Digitalisiert und veröffentlicht werden dürfen vergriffene Werke, die vor dem 1. Januar 1966 erschienen sind und sich im Bestand einer öffentlichen Einrichtung befinden, sofern die Lizenzierung über die Verwertungsgesellschaften erfolgt ist und der Urheber nicht widerspricht. In den letzten drei Jahren hat sich die SLUB intensiv um die Lizenzierung solcher Werke bemüht. So kommt es, dass Sie in den Digitalen Sammlungen neben den wertvollen alten Beständen, wie mittelalterlichen Handschriften oder Drucken des 15. bis 18. Jahrhunderts, nun auch zahlreiche Werke jüngeren Datums finden.

 

Über das von der SLUB koordinierte Landesdigitalisierungsprogramm wurden bisher rund 4.000 vergriffene Werke aus dem SLUB-Bestand digitalisiert und online zugänglich gemacht. Im Fokus standen dabei Saxonica und Drucke aus Dresdner Verlagen mit den Schwerpunkten Kunst und Germanistik.

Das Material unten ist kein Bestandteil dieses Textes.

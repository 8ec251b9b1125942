use std::fs::File;
use std::process::ExitCode;
use std::time::Duration;

use ai_providers::ProviderKind;
use ai_providers::core::assistant::DEFAULT_SYSTEM_PROMPT;
use ai_providers::core::config::{self, ConfigOverrides, ProcessEnv, ProviderConfig};
use ai_providers::demo;
use ai_providers::inference::{CompletionOptions, build_provider};
use clap::{Parser, Subcommand, ValueEnum};
use simplelog::{ConfigBuilder, LevelFilter, WriteLogger};

#[derive(Parser)]
#[command(name = "ai-providers", about = "Demos for the Moonshot (Kimi) provider layer")]
struct Args {
    /// LLM provider to use
    #[arg(short, long, value_enum)]
    provider: Option<ProviderKind>,

    /// Model name (e.g. moonshot-v1-128k)
    #[arg(short, long)]
    model: Option<String>,

    /// Override the provider's base URL
    #[arg(long)]
    base_url: Option<String>,

    /// Start from a predefined configuration
    #[arg(long, value_enum)]
    preset: Option<Preset>,

    /// Log level for ai-providers.log
    #[arg(long, default_value = "debug")]
    log_level: LevelFilter,

    #[command(subcommand)]
    command: Command,
}

#[derive(Clone, Copy, ValueEnum)]
enum Preset {
    /// moonshot-v1-128k, 2048 max tokens
    Instruct,
    /// moonshot-v1-32k, 4096 max tokens
    Thinking,
}

#[derive(Subcommand)]
enum Command {
    /// Check the API key and run one query
    Quickstart,
    /// Walk through every provider capability
    Examples,
    /// Print model metadata (no network)
    Info,
    /// Ask a single question
    Ask {
        prompt: String,
        /// System prompt
        #[arg(short, long)]
        system: Option<String>,
        #[arg(short, long, value_parser = parse_temperature)]
        temperature: Option<f64>,
        #[arg(long)]
        max_tokens: Option<u32>,
        /// Print the reply as it arrives
        #[arg(long)]
        stream: bool,
        /// Request timeout in seconds
        #[arg(long)]
        timeout: Option<u64>,
    },
    /// Interactive conversation
    Assistant {
        /// System prompt (defaults to the config file's, then a built-in one)
        #[arg(short, long)]
        system: Option<String>,
    },
}

/// Same range `ProviderConfig` enforces for the configured temperature.
fn parse_temperature(value: &str) -> Result<f64, String> {
    let temperature: f64 = value
        .parse()
        .map_err(|_| format!("'{value}' is not a number"))?;
    if !(0.0..=1.0).contains(&temperature) {
        return Err(format!("temperature must be between 0.0 and 1.0, got {temperature}"));
    }
    Ok(temperature)
}

fn overrides(args: &Args) -> ConfigOverrides {
    let base = match args.preset {
        Some(Preset::Instruct) => config::kimi_k2_instruct(),
        Some(Preset::Thinking) => config::kimi_k2_thinking(),
        None => ConfigOverrides::default(),
    };
    ConfigOverrides {
        provider: args.provider.or(base.provider),
        model_name: args.model.clone().or(base.model_name),
        base_url: args.base_url.clone().or(base.base_url),
        ..base
    }
}

#[tokio::main]
async fn main() -> ExitCode {
    let args = Args::parse();
    dotenv::dotenv().ok();

    // Initialize file logger - writes to ai-providers.log in current directory
    let log_config = ConfigBuilder::new()
        .set_time_format_rfc3339()
        .build();

    if let Ok(log_file) = File::create("ai-providers.log") {
        let _ = WriteLogger::init(args.log_level, log_config, log_file);
    }

    let file_config = match config::load_config() {
        Ok(c) => c,
        Err(e) => {
            eprintln!("ERROR: {e}");
            return ExitCode::FAILURE;
        }
    };

    let provider_config =
        match ProviderConfig::resolve_with(&file_config, overrides(&args), &ProcessEnv) {
            Ok(c) => c,
            Err(e) => {
                eprintln!("ERROR: {e}");
                return ExitCode::FAILURE;
            }
        };
    log::info!("Starting with {:?}", provider_config);

    let provider = match build_provider(&provider_config) {
        Ok(p) => p,
        Err(e) => {
            demo::print_error(&e, &provider_config);
            return ExitCode::FAILURE;
        }
    };

    let result = match args.command {
        Command::Quickstart => demo::quickstart::run(provider.as_ref(), &provider_config)
            .await
            .map(|ready| ready.then_some(())),
        Command::Examples => demo::examples::run(provider.as_ref()).await.map(Some),
        Command::Info => {
            demo::print_model_info(&provider.model_info());
            Ok(Some(()))
        }
        Command::Ask {
            prompt,
            system,
            temperature,
            max_tokens,
            stream,
            timeout,
        } => {
            let options = CompletionOptions {
                temperature,
                max_tokens,
                timeout: timeout.map(Duration::from_secs),
                ..Default::default()
            };
            demo::ask(provider.as_ref(), &prompt, system.as_deref(), &options, stream)
                .await
                .map(Some)
        }
        Command::Assistant { system } => {
            let system_prompt = system
                .or_else(|| file_config.general.system_prompt.clone())
                .unwrap_or_else(|| DEFAULT_SYSTEM_PROMPT.to_string());
            if let Err(e) = demo::repl::run(provider, &provider_config, &system_prompt).await {
                eprintln!("ERROR: {e}");
                return ExitCode::FAILURE;
            }
            Ok(Some(()))
        }
    };

    match result {
        Ok(Some(())) => ExitCode::SUCCESS,
        Ok(None) => ExitCode::FAILURE,
        Err(e) => {
            demo::print_error(&e, &provider_config);
            ExitCode::FAILURE
        }
    }
}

Falls das Aprilwetter einmal nicht zum Wandern einlädt, sind Sie herzlich eingeladen, auf der heimischen Couch in den über 100.000 Titeln unserer Digitalen Sammlungen zu stöbern. Wir freuen uns auf Ihren Besuch!

 

Und last but not least: ein herzliches Dankeschön an alle Kolleginnen und Kollegen, die an dieser Leistung mitgewirkt haben!